### Task instructions
Find the line containing "feed is produced." in the entries below. Restate it and each line after it, word for word, up to and including the line containing "let id = store.allocate_id();".

--- Dataset records Enclosed Below ---

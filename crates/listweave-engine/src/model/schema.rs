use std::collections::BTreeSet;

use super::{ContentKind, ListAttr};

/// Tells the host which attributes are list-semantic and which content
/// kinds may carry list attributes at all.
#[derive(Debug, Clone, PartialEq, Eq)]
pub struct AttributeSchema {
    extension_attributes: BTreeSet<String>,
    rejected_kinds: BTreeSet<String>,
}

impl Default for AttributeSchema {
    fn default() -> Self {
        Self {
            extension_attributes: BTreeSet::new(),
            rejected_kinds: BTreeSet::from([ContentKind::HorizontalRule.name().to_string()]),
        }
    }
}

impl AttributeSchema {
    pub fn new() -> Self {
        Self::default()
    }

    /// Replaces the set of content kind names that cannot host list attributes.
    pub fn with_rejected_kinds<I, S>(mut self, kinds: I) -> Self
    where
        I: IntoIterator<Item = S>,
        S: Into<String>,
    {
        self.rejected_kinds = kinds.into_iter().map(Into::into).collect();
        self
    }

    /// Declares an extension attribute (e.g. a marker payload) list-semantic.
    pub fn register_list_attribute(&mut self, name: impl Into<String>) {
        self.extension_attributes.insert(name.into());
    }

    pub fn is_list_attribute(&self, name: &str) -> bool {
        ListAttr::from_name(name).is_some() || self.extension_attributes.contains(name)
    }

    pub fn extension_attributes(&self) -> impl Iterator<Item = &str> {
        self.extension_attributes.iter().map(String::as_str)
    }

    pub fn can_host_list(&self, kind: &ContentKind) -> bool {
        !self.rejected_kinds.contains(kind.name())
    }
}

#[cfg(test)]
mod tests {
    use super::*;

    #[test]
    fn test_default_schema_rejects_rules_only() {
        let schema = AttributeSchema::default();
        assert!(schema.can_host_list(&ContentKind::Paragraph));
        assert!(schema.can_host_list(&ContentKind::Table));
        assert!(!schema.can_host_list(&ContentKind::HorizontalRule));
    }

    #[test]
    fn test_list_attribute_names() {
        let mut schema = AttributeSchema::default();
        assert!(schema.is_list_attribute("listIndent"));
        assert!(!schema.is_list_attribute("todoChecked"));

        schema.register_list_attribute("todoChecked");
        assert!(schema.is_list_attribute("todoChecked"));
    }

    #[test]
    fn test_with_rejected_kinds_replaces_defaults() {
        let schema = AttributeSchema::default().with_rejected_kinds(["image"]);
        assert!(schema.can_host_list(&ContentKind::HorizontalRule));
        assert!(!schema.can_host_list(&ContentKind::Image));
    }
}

--- End of Enclosed Dataset records ---
--- Dataset records Enclosed Below ---

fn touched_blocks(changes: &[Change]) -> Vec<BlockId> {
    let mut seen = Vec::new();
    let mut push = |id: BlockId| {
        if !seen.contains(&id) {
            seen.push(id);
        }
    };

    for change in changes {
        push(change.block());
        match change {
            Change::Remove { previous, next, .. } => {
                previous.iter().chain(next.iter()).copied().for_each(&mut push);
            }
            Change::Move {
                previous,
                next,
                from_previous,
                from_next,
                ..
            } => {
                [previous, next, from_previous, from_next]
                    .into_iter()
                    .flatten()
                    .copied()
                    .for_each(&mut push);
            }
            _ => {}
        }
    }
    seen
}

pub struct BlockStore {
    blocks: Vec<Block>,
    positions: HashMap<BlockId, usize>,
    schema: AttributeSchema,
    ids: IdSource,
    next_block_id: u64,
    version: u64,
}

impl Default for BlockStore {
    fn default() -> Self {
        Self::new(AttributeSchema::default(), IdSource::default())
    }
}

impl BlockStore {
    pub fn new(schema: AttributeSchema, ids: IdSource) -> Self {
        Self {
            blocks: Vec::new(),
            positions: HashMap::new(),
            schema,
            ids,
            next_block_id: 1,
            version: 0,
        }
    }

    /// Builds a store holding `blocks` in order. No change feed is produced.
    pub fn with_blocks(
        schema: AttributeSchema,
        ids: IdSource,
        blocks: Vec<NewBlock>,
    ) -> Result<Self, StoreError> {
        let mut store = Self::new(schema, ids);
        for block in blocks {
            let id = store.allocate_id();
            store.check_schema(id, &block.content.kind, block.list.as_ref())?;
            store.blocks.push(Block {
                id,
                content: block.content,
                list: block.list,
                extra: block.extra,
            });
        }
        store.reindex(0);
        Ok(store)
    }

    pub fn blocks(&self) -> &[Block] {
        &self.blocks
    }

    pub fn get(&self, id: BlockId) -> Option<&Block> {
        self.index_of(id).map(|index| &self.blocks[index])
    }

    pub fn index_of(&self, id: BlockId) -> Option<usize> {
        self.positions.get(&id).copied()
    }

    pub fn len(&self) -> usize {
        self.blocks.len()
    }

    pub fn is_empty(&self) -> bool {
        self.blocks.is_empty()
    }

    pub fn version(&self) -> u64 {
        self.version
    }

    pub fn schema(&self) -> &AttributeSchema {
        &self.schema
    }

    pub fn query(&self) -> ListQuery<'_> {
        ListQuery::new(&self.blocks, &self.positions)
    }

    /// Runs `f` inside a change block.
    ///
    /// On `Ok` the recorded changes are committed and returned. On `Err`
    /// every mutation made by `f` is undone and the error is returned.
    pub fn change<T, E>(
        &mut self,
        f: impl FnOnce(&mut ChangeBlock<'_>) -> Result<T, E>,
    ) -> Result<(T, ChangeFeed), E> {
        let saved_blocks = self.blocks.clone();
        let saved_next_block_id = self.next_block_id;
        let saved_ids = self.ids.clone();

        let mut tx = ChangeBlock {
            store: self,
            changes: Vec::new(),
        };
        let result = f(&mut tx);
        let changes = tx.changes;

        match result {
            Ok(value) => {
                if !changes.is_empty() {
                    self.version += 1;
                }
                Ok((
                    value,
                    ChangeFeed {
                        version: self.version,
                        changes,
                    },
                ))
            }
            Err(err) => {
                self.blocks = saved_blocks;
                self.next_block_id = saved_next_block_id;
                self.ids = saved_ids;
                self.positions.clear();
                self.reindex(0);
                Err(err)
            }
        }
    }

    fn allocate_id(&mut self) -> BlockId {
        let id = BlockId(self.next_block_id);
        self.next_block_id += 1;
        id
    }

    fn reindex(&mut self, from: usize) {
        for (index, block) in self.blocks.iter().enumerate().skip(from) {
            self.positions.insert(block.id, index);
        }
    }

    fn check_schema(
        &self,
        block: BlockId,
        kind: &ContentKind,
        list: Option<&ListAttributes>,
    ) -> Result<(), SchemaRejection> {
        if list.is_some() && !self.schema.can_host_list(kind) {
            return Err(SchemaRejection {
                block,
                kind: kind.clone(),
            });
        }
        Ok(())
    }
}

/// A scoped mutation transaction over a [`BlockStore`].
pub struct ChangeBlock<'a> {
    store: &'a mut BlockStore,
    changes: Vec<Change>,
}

--- End of Enclosed Dataset records ---

### Output of the exercise
    /// Builds a store holding `blocks` in order. No change feed is produced.
    pub fn with_blocks(
        schema: AttributeSchema,
        ids: IdSource,
        blocks: Vec<NewBlock>,
    ) -> Result<Self, StoreError> {
        let mut store = Self::new(schema, ids);
        for block in blocks {
            let id = store.allocate_id();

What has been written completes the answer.